* About this task *
Every record must appear in your reply exactly as written.

* Provided entries *
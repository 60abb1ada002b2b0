//! Accessible-name resolution.
//!
//! The first non-empty source wins, in this order: `aria-label`, the text of
//! the element referenced by `aria-labelledby`, a `<label for=...>` pointing
//! at this element, an enclosing `<label>`, `placeholder`, `title`, `alt`,
//! the `value` of button-type inputs, and finally the element's own text
//! content capped at 100 characters.

use super::raw::{RawDocument, RawElement};

/// Maximum length of the text-content fallback name.
const NAME_TEXT_CAP: usize = 100;

const BUTTON_INPUT_TYPES: [&str; 3] = ["button", "submit", "reset"];

/// Compute the accessible name of `el`.
///
/// `ancestors` is the walk stack from the root (first) down to the direct
/// parent (last); it supplies the enclosing-label lookup. Document-wide
/// lookups (`aria-labelledby`, `label[for]`) go through `doc`.
pub fn accessible_name(el: &RawElement, ancestors: &[&RawElement], doc: &RawDocument) -> String {
    if let Some(label) = el.attr("aria-label").filter(|v| !v.is_empty()) {
        return label.to_string();
    }

    if let Some(target_id) = el.attr("aria-labelledby") {
        if let Some(target) = doc.find_by_id(target_id) {
            let text = target.text_content().trim().to_string();
            if !text.is_empty() {
                return text;
            }
        }
    }

    if let Some(id) = el.id() {
        if let Some(label) = doc.find_first(&|e| e.tag == "label" && e.attr("for") == Some(id)) {
            let text = label.text_content().trim().to_string();
            if !text.is_empty() {
                return text;
            }
        }
    }

    if let Some(label) = ancestors.iter().rev().find(|a| a.tag == "label") {
        let text = label.text_content().trim().to_string();
        if !text.is_empty() {
            return text;
        }
    }

    for attr in ["placeholder", "title", "alt"] {
        if let Some(value) = el.attr(attr).filter(|v| !v.is_empty()) {
            return value.to_string();
        }
    }

    if el.tag == "input"
        && BUTTON_INPUT_TYPES.contains(&el.attr("type").unwrap_or_default())
    {
        if let Some(value) = el.value.as_deref().filter(|v| !v.is_empty()) {
            return value.to_string();
        }
    }

    el.text_content()
        .trim()
        .chars()
        .take(NAME_TEXT_CAP)
        .collect()
}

* Response *
repository 60abb1ada002b2b0
//! Accessible-name resolution.
//!
//! The first non-empty source wins, in this order: `aria-label`, the text of
//! the element referenced by `aria-labelledby`, a `<label for=...>` pointing
//! at this element, an enclosing `<label>`, `placeholder`, `title`, `alt`,
//! the `value` of button-type inputs, and finally the element's own text
//! content capped at 100 characters.

use super::raw::{RawDocument, RawElement};

/// Maximum length of the text-content fallback name.
const NAME_TEXT_CAP: usize = 100;

const BUTTON_INPUT_TYPES: [&str; 3] = ["button", "submit", "reset"];

/// Compute the accessible name of `el`.
///
/// `ancestors` is the walk stack from the root (first) down to the direct
/// parent (last); it supplies the enclosing-label lookup. Document-wide
/// lookups (`aria-labelledby`, `label[for]`) go through `doc`.
pub fn accessible_name(el: &RawElement, ancestors: &[&RawElement], doc: &RawDocument) -> String {
    if let Some(label) = el.attr("aria-label").filter(|v| !v.is_empty()) {
        return label.to_string();
    }

    if let Some(target_id) = el.attr("aria-labelledby") {
        if let Some(target) = doc.find_by_id(target_id) {
            let text = target.text_content().trim().to_string();
            if !text.is_empty() {
                return text;
            }
        }
    }

    if let Some(id) = el.id() {
        if let Some(label) = doc.find_first(&|e| e.tag == "label" && e.attr("for") == Some(id)) {
            let text = label.text_content().trim().to_string();
            if !text.is_empty() {
                return text;
            }
        }
    }

    if let Some(label) = ancestors.iter().rev().find(|a| a.tag == "label") {
        let text = label.text_content().trim().to_string();
        if !text.is_empty() {
            return text;
        }
    }

    for attr in ["placeholder", "title", "alt"] {
        if let Some(value) = el.attr(attr).filter(|v| !v.is_empty()) {
            return value.to_string();
        }
    }

    if el.tag == "input"
        && BUTTON_INPUT_TYPES.contains(&el.attr("type").unwrap_or_default())
    {
        if let Some(value) = el.value.as_deref().filter(|v| !v.is_empty()) {
            return value.to_string();
        }
    }

    el.text_content()
        .trim()
        .chars()
        .take(NAME_TEXT_CAP)
        .collect()
}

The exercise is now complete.